Ask HN: What would you do to make $2000 in 2018? - throwawaya
Hi HNers,<p>I am working in very low pay job, it is call centre job. I have no programming skill. I need to make $2000 per month so that I can fix my life. What should I learn to start making $2000 in 2018? Please guide.
======
iovrthoughtthis
Tbh I’ll need more details:

* where are you in the world? * what do you need $2000/m for? * how much are you earning now? * do you have savings? * do you have friends? * do you have family? * whats your education level? * what is your background? * what are you interested in doing?

------
wufufufu
If it's a one time thing, be part of a medical study. I think giving some
random body fluids/part also will also get you paid.

------
admay
QA testing is a pretty low barrier to entry gig.
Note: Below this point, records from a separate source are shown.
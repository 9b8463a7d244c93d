// Copyright (c) 2025 Steve Wagner (ciroque@live.com)
// SPDX-License-Identifier: MIT

//! The output image the active workload renders into.
//!
//! Pixels are BGRA, one byte per channel, rows packed top to bottom with no
//! padding. A fresh buffer is opaque black. Each viewport change replaces the
//! buffer wholesale; observers holding the previous `Arc<PixelBuffer>` keep a
//! valid (stale) image.

use std::sync::{Arc, Mutex, MutexGuard, PoisonError};

use crate::errors::EngineError;

pub const BYTES_PER_PIXEL: usize = 4;

/// A fixed-size BGRA pixel buffer shared between the worker and observers.
///
/// The worker writes into it during a render; anyone may read a consistent
/// copy at any time.
#[derive(Debug)]
pub struct PixelBuffer {
    width: u32,
    height: u32,
    pixels: Mutex<Box<[u8]>>,
}

impl PixelBuffer {
    /// Allocate a `width × height` buffer filled with opaque black.
    pub fn opaque_black(width: u32, height: u32) -> Result<Self, EngineError> {
        let invalid = || EngineError::InvalidViewport { width, height };
        if width == 0 || height == 0 {
            return Err(invalid());
        }

        let len = (width as usize)
            .checked_mul(height as usize)
            .and_then(|pixels| pixels.checked_mul(BYTES_PER_PIXEL))
            .ok_or_else(invalid)?;

        let mut pixels = Vec::new();
        pixels.try_reserve_exact(len).map_err(|_| invalid())?;
        pixels.resize(len, 0u8);
        let mut pixels = pixels.into_boxed_slice();
        for pixel in pixels.chunks_exact_mut(BYTES_PER_PIXEL) {
            pixel[3] = 0xFF;
        }

        Ok(Self {
            width,
            height,
            pixels: Mutex::new(pixels),
        })
    }

    pub fn width(&self) -> u32 {
        self.width
    }

    pub fn height(&self) -> u32 {
        self.height
    }

    /// Size in bytes.
    pub fn len(&self) -> usize {
        self.width as usize * self.height as usize * BYTES_PER_PIXEL
    }

    pub fn is_empty(&self) -> bool {
        self.len() == 0
    }

    /// A copy of the current contents.
    pub fn snapshot(&self) -> Vec<u8> {
        self.lock().to_vec()
    }

    /// Read the pixels in place without copying.
    pub fn with_pixels<R>(&self, read: impl FnOnce(&[u8]) -> R) -> R {
        read(&self.lock())
    }

    /// BGRA bytes of the pixel at `(x, y)`, if it is inside the buffer.
    pub fn pixel(&self, x: u32, y: u32) -> Option<[u8; 4]> {
        if x >= self.width || y >= self.height {
            return None;
        }
        let offset = (y as usize * self.width as usize + x as usize) * BYTES_PER_PIXEL;
        let pixels = self.lock();
        let mut bgra = [0u8; 4];
        bgra.copy_from_slice(&pixels[offset..offset + BYTES_PER_PIXEL]);
        Some(bgra)
    }

    pub(crate) fn write<R>(&self, render: impl FnOnce(&mut [u8]) -> R) -> R {
        render(&mut self.lock())
    }

    fn lock(&self) -> MutexGuard<'_, Box<[u8]>> {
        // A panicking render may poison the lock; the bytes are still valid pixels.
        self.pixels.lock().unwrap_or_else(PoisonError::into_inner)
    }
}

/// Current output dimensions and the buffer backing them.
#[derive(Debug, Clone)]
pub struct Viewport {
    pub width: u32,
    pub height: u32,
    pub buffer: Arc<PixelBuffer>,
}

/// Owns the current viewport. Lives on the engine worker.
#[derive(Debug, Default)]
pub struct ImageSurface {
    current: Option<Viewport>,
}

impl ImageSurface {
    pub fn new() -> Self {
        Self::default()
    }

    /// Replace the viewport with a fresh opaque-black buffer.
    ///
    /// On error the previous viewport stays in place.
    pub fn resize(&mut self, width: u32, height: u32) -> Result<Viewport, EngineError> {
        let buffer = Arc::new(PixelBuffer::opaque_black(width, height)?);
        let viewport = Viewport {
            width,
            height,
            buffer,
        };
        self.current = Some(viewport.clone());
        Ok(viewport)
    }

    pub fn current(&self) -> Option<&Viewport> {
        self.current.as_ref()
    }

    pub fn release(&mut self) {
        self.current = None;
    }
}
It's not exactly exciting
work but it'll pay 50k+ per year and is a full time job usually (so benefits).
The job will vary depending on where you go though. Some places will just need
people to click around an app, other places will require some scripting/basic
programming skills. It's just about finding the right company

------
lewisflude
This may or may not be a viable option for you, but I'd definitely recommend
promotional work (handing out flyers, sign flipping). Can't speak for the US,
but in very hard times I've done it in the UK, and it's been a great cash
injection.

------
cimmanom
2000 on top of your current income or instead of it?

------
hluska
If you're in a western country, I'd get into washing windows and cleaning
Venetian blinds.

------
IpV8
Sell organs.

------
cypherg
hit a lick. if you don't know how, just watch the wire.